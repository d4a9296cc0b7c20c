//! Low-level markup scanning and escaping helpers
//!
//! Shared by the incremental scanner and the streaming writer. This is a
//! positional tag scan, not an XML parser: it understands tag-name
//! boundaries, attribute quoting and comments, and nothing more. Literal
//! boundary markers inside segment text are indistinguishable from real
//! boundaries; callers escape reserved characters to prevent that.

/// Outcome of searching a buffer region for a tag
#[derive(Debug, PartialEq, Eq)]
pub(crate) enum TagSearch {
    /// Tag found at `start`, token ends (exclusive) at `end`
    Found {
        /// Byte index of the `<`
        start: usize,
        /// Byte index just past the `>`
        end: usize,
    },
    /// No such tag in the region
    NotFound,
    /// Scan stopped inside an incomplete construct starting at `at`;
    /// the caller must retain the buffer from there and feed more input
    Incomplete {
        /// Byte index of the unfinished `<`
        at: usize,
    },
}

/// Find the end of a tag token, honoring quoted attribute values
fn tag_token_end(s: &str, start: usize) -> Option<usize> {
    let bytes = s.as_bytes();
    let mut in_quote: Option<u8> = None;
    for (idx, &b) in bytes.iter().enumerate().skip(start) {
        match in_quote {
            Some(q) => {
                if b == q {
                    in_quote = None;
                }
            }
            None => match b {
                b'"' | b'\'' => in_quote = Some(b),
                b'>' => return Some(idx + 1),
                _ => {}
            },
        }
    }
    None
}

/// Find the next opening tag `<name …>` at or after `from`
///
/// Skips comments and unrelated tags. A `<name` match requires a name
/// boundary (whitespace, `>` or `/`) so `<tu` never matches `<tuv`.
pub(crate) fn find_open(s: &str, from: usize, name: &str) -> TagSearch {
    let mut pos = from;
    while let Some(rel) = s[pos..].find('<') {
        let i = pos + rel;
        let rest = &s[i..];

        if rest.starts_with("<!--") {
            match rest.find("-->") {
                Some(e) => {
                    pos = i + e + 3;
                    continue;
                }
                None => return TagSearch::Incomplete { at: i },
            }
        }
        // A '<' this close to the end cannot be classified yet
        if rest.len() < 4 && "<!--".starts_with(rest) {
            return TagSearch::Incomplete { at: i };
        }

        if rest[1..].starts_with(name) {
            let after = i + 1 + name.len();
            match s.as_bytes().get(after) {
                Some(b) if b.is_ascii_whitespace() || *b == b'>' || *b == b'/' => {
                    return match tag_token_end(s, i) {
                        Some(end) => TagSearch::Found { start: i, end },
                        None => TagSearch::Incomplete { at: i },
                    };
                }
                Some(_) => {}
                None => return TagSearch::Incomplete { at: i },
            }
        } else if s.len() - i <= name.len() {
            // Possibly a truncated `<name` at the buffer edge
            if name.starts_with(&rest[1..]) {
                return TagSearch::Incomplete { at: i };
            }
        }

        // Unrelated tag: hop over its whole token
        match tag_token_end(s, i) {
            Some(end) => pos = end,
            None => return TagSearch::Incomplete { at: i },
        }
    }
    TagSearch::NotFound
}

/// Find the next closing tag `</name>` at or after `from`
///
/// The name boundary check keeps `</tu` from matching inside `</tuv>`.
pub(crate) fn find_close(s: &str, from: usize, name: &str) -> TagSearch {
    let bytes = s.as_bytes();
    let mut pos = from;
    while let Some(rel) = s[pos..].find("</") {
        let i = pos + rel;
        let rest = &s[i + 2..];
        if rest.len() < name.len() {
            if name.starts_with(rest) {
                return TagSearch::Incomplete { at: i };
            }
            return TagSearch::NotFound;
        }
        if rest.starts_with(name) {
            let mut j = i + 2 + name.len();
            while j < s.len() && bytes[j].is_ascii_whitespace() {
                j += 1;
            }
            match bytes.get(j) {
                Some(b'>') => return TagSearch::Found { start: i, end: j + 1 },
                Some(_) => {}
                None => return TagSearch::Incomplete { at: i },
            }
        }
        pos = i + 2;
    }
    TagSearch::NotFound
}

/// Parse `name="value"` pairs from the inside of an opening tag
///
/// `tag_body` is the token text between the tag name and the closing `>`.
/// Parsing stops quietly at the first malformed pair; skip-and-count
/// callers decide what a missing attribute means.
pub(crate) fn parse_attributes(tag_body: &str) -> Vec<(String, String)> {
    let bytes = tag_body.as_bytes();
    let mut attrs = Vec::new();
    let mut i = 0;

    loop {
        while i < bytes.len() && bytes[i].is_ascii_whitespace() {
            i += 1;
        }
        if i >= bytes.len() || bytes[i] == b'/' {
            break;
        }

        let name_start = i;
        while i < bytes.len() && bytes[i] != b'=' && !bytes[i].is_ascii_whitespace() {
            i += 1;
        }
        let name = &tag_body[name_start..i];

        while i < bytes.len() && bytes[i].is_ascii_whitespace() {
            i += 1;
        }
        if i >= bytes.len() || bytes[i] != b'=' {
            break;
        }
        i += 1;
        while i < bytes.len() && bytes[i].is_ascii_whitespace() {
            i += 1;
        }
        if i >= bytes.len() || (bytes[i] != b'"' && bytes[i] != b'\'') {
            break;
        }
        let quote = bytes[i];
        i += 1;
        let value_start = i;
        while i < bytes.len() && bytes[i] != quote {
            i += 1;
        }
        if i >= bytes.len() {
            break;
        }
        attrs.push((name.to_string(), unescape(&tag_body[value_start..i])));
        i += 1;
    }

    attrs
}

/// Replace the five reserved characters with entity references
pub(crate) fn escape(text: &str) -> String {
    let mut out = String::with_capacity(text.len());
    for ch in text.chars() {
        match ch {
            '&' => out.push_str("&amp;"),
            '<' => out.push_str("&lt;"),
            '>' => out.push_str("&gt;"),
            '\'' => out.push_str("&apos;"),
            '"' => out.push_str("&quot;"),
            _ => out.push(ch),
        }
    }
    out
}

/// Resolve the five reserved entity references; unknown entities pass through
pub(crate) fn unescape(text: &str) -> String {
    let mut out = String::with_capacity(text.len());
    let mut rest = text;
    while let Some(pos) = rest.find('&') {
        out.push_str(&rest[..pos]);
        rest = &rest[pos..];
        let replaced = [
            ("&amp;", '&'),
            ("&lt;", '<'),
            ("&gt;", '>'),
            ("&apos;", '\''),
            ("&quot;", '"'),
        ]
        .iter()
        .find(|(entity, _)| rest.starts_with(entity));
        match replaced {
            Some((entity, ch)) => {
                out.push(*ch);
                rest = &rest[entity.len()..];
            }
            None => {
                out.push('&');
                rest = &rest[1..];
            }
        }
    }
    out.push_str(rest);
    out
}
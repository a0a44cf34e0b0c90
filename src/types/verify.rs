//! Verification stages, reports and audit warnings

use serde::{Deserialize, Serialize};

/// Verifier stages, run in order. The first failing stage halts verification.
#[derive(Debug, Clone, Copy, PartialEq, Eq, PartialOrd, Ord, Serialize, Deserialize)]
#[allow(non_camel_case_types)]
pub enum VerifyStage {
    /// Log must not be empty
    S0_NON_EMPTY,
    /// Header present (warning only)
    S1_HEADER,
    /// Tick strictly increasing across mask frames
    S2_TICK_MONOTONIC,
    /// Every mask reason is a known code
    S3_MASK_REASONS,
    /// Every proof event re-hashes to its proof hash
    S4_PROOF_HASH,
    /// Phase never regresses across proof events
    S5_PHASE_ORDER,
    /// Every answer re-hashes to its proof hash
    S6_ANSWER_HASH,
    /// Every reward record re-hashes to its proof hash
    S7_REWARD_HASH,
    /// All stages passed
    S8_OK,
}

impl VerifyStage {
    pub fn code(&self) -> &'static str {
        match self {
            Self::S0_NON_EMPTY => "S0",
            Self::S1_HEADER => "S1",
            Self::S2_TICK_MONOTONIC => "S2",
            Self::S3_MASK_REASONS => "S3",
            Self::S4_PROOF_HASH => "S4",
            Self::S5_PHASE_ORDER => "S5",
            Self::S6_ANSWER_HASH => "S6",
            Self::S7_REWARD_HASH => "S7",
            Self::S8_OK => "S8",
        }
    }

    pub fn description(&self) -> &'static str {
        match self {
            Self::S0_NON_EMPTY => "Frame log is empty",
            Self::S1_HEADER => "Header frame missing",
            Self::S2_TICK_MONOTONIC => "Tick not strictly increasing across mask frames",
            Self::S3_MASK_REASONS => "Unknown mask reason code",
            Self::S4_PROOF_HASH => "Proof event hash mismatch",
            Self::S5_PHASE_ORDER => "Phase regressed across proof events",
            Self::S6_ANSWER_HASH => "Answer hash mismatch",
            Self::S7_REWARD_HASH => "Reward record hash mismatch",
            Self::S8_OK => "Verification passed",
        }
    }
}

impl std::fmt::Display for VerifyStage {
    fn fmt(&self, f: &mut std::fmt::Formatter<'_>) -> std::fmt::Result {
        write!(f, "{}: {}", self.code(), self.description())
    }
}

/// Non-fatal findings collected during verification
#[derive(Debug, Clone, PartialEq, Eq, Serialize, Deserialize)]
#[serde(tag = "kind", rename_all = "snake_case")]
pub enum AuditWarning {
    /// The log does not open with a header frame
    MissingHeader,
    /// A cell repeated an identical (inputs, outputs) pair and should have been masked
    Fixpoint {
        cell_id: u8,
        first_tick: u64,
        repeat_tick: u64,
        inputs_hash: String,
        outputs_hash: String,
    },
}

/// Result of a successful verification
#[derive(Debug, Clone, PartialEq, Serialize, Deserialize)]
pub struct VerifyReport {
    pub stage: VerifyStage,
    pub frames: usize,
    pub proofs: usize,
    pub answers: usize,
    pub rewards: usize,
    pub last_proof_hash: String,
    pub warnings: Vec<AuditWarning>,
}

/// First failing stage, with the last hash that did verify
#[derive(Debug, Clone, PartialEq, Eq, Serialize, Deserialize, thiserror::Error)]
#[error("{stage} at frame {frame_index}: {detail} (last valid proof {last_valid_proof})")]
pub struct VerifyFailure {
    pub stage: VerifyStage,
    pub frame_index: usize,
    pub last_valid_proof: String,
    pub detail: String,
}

• • •

** EXERCISE PROMPT **
Restate the entries above word for word, beginning with their first line and ending with the line holding "b'\'' => in_quote"; omit everything else.

** RESULT BELOW **
repository d4a9296cc0b7c20c
//! Low-level markup scanning and escaping helpers
//!
//! Shared by the incremental scanner and the streaming writer. This is a
//! positional tag scan, not an XML parser: it understands tag-name
//! boundaries, attribute quoting and comments, and nothing more. Literal
//! boundary markers inside segment text are indistinguishable from real
//! boundaries; callers escape reserved characters to prevent that.

/// Outcome of searching a buffer region for a tag
#[derive(Debug, PartialEq, Eq)]
pub(crate) enum TagSearch {
    /// Tag found at `start`, token ends (exclusive) at `end`
    Found {
        /// Byte index of the `<`
        start: usize,
        /// Byte index just past the `>`
        end: usize,
    },
    /// No such tag in the region
    NotFound,
    /// Scan stopped inside an incomplete construct starting at `at`;
    /// the caller must retain the buffer from there and feed more input
    Incomplete {
        /// Byte index of the unfinished `<`
        at: usize,
    },
}

/// Find the end of a tag token, honoring quoted attribute values
fn tag_token_end(s: &str, start: usize) -> Option<usize> {
    let bytes = s.as_bytes();
    let mut in_quote: Option<u8> = None;
    for (idx, &b) in bytes.iter().enumerate().skip(start) {
        match in_quote {
            Some(q) => {
                if b == q {
                    in_quote = None;
                }
            }
            None => match b {
                b'"' | b'\'' => in_quote = Some(b),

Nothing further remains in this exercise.